Thomas was coached by Michelle Bradley and Alexei Popov, and is a member of the Earls gymnastics club. He was born in Wolverhampton.

On 19 October 2017 Kristian announced his retirement from gymnastics.

Junior career
In 2006, Thomas attended the Commonwealth Games in Melbourne, Australia, where he placed 12th and helped the English gymnastics team win the bronze medal.

Senior career
Thomas rose to prominence in British gymnastics, when he won the British all-around title in 2008. Floor is his best event, and during his Senior career he has won several silver medals on floor in International competitions. At the 2009 World Artistic Gymnastics Championships in London, he placed 6th in the All-Around. He was also part of the British men's team that represented Great Britain at the 2010 World Artistic Gymnastics Championships in Rotterdam and the 2011 World Artistic Gymnastics Championships in Tokyo.
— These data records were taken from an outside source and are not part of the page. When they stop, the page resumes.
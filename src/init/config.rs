// SPDX-License-Identifier: Apache-2.0

use crate::init::exporters::ExportersConfig;
use crate::init::parse::{deser_duration, parse_endpoint};
use crate::receivers::interaction_http::DEFAULT_INTERACTION_PATH;
use crate::topology::batch::{
    BufferPolicy, BufferPolicyError, DEFAULT_BUFFER_CAPACITY, DEFAULT_BUFFER_PERIOD,
};
use crate::topology::fanout::DEFAULT_EXPORT_TIMEOUT;
use figment::Figment;
use figment::providers::{Env, Format, Yaml};
use serde::Deserialize;
use std::net::SocketAddr;
use std::path::{Path, PathBuf};
use std::time::Duration;

pub const DEFAULT_TRACE_ADDRESS: &str = "localhost:55678";
pub const DEFAULT_INTERACTION_GRPC_ADDRESS: &str = "localhost:55679";
pub const DEFAULT_INTERACTION_HTTP_ADDRESS: &str = "localhost:55680";
pub const DEFAULT_MAX_RECV_MSG_SIZE_MIB: usize = 4;
pub const DEFAULT_SHUTDOWN_TIMEOUT: Duration = Duration::from_secs(5);

/// Prefix of environment overrides. Nested keys are separated by `__`, for example
/// `OCAGENT_TRACE_ENDPOINT__ADDRESS`.
pub const ENV_PREFIX: &str = "OCAGENT_";

#[derive(Debug, thiserror::Error)]
pub enum ConfigError {
    #[error("unable to read config file {}: {source}", path.display())]
    Read {
        path: PathBuf,
        #[source]
        source: std::io::Error,
    },

    #[error("invalid configuration: {0}")]
    Parse(#[from] Box<figment::Error>),

    #[error("invalid {field} `{address}`: {reason}")]
    Address {
        field: &'static str,
        address: String,
        reason: String,
    },

    #[error("invalid buffer settings for the {endpoint} endpoint: {source}")]
    Buffer {
        endpoint: &'static str,
        #[source]
        source: BufferPolicyError,
    },

    #[error("interaction http_path must start with '/', got `{0}`")]
    HttpPath(String),

    #[error("invalid {exporter} exporter settings: {reason}")]
    Exporter {
        exporter: &'static str,
        reason: String,
    },
}

impl From<figment::Error> for ConfigError {
    fn from(e: figment::Error) -> Self {
        ConfigError::Parse(Box::new(e))
    }
}

#[derive(Debug, Clone, Deserialize, PartialEq)]
#[serde(default)]
pub struct BufferConfig {
    #[serde(deserialize_with = "deser_duration")]
    pub period: Duration,
    pub count: usize,
    pub capacity: usize,
}

impl Default for BufferConfig {
    fn default() -> Self {
        Self {
            period: DEFAULT_BUFFER_PERIOD,
            count: 0,
            capacity: DEFAULT_BUFFER_CAPACITY,
        }
    }
}

impl BufferConfig {
    fn policy(&self, endpoint: &'static str) -> Result<BufferPolicy, ConfigError> {
        let policy = BufferPolicy {
            period: self.period,
            count: self.count,
            capacity: self.capacity,
        };
        policy
            .validate()
            .map_err(|source| ConfigError::Buffer { endpoint, source })?;
        Ok(policy)
    }
}

#[derive(Debug, Clone, Deserialize, PartialEq)]
#[serde(default)]
pub struct TraceEndpointSection {
    /// Empty means the default address.
    pub address: String,
    pub max_recv_msg_size_mib: usize,
    pub buffer: BufferConfig,
}

impl Default for TraceEndpointSection {
    fn default() -> Self {
        Self {
            address: String::new(),
            max_recv_msg_size_mib: DEFAULT_MAX_RECV_MSG_SIZE_MIB,
            buffer: BufferConfig::default(),
        }
    }
}

#[derive(Debug, Clone, Deserialize, PartialEq)]
#[serde(default)]
pub struct InteractionEndpointSection {
    pub enable: bool,
    pub grpc_address: String,
    pub http_address: String,
    pub http_path: String,
    pub max_recv_msg_size_mib: usize,
    pub buffer: BufferConfig,
}

impl Default for InteractionEndpointSection {
    fn default() -> Self {
        Self {
            enable: false,
            grpc_address: String::new(),
            http_address: String::new(),
            http_path: DEFAULT_INTERACTION_PATH.to_string(),
            max_recv_msg_size_mib: DEFAULT_MAX_RECV_MSG_SIZE_MIB,
            buffer: BufferConfig::default(),
        }
    }
}

/// The configuration document, as written by the operator.
#[derive(Debug, Clone, Deserialize, PartialEq)]
#[serde(default)]
pub struct AgentConfig {
    #[serde(alias = "opencensus_interceptor")]
    pub trace_endpoint: TraceEndpointSection,

    #[serde(alias = "interaction_interceptor")]
    pub interaction_endpoint: InteractionEndpointSection,

    #[serde(deserialize_with = "deser_duration")]
    pub export_timeout: Duration,

    #[serde(deserialize_with = "deser_duration")]
    pub shutdown_timeout: Duration,

    pub exporters: ExportersConfig,
}

impl Default for AgentConfig {
    fn default() -> Self {
        Self {
            trace_endpoint: TraceEndpointSection::default(),
            interaction_endpoint: InteractionEndpointSection::default(),
            export_timeout: DEFAULT_EXPORT_TIMEOUT,
            shutdown_timeout: DEFAULT_SHUTDOWN_TIMEOUT,
            exporters: ExportersConfig::default(),
        }
    }
}

/// Settings of one receiver endpoint after defaults and validation were applied.
#[derive(Debug, Clone, PartialEq)]
pub struct EndpointConfig {
    pub address: SocketAddr,
    pub enabled: bool,
    pub policy: BufferPolicy,
    pub max_recv_msg_size_mib: usize,
}

#[derive(Debug, Clone, PartialEq)]
pub struct InteractionConfig {
    /// Address and buffer of the gRPC binding. The buffer is shared with HTTP.
    pub grpc: EndpointConfig,
    pub http_address: SocketAddr,
    pub http_path: String,
}

#[derive(Debug, Clone, PartialEq)]
pub struct ResolvedConfig {
    pub trace: EndpointConfig,
    /// `None` when the interaction endpoint is disabled.
    pub interaction: Option<InteractionConfig>,
    pub export_timeout: Duration,
    pub shutdown_timeout: Duration,
    pub exporters: ExportersConfig,
}

impl AgentConfig {
    /// Reads the YAML file at `path` and applies `OCAGENT_*` environment overrides.
    pub fn load(path: impl AsRef<Path>) -> Result<Self, ConfigError> {
        let path = path.as_ref();
        let contents = std::fs::read_to_string(path).map_err(|source| ConfigError::Read {
            path: path.to_path_buf(),
            source,
        })?;
        Self::from_yaml(&contents)
    }

    pub fn from_yaml(contents: &str) -> Result<Self, ConfigError> {
        let mut figment = Figment::new();
        // An empty document is null in YAML, which does not extract into a struct
        if !contents.trim().is_empty() {
            figment = figment.merge(Yaml::string(contents));
        }
        figment = figment.merge(Env::prefixed(ENV_PREFIX).split("__"));

        Ok(figment.extract()?)
    }

    /// Applies defaults and validates addresses and buffer policies.
    pub fn resolve(&self) -> Result<ResolvedConfig, ConfigError> {
        let trace = EndpointConfig {
            address: resolve_address(
                "trace_endpoint.address",
                &self.trace_endpoint.address,
                DEFAULT_TRACE_ADDRESS,
            )?,
            enabled: true,
            policy: self.trace_endpoint.buffer.policy("trace")?,
            max_recv_msg_size_mib: self.trace_endpoint.max_recv_msg_size_mib,
        };

        let section = &self.interaction_endpoint;
        let interaction = if section.enable {
            if !section.http_path.starts_with('/') {
                return Err(ConfigError::HttpPath(section.http_path.clone()));
            }
            Some(InteractionConfig {
                grpc: EndpointConfig {
                    address: resolve_address(
                        "interaction_endpoint.grpc_address",
                        &section.grpc_address,
                        DEFAULT_INTERACTION_GRPC_ADDRESS,
                    )?,
                    enabled: true,
                    policy: section.buffer.policy("interaction")?,
                    max_recv_msg_size_mib: section.max_recv_msg_size_mib,
                },
                http_address: resolve_address(
                    "interaction_endpoint.http_address",
                    &section.http_address,
                    DEFAULT_INTERACTION_HTTP_ADDRESS,
                )?,
                http_path: section.http_path.clone(),
            })
        } else {
            None
        };

        Ok(ResolvedConfig {
            trace,
            interaction,
            export_timeout: self.export_timeout,
            shutdown_timeout: self.shutdown_timeout,
            exporters: self.exporters.clone(),
        })
    }
}

fn resolve_address(
    field: &'static str,
    configured: &str,
    default: &str,
) -> Result<SocketAddr, ConfigError> {
    let address = match configured.trim() {
        "" => default,
        explicit => explicit,
    };
    parse_endpoint(address).map_err(|e| ConfigError::Address {
        field,
        address: address.to_string(),
        reason: e.to_string(),
    })
}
After the men's team initially failed to qualify to the 2012 Summer Olympics in London, Thomas gave a solid performance at the London Prepares FIG Olympic Test event. The men's team qualified more than 7 points ahead of the silver medal team, France, and Thomas placed 2nd in the All-Around behind teammate Daniel Purvis, as well as qualifying to several finals. In the finals he won a Bronze on Floor, Bronze on Vault and Gold on High Bar.

2012

Summer Olympics in London

At the London Olympics, Thomas was part of the bronze medal-winning GB men's team, competing on 30 July 2012 at the North Greenwich Arena .
In this team final, he vaulted with a massive score of 16.550.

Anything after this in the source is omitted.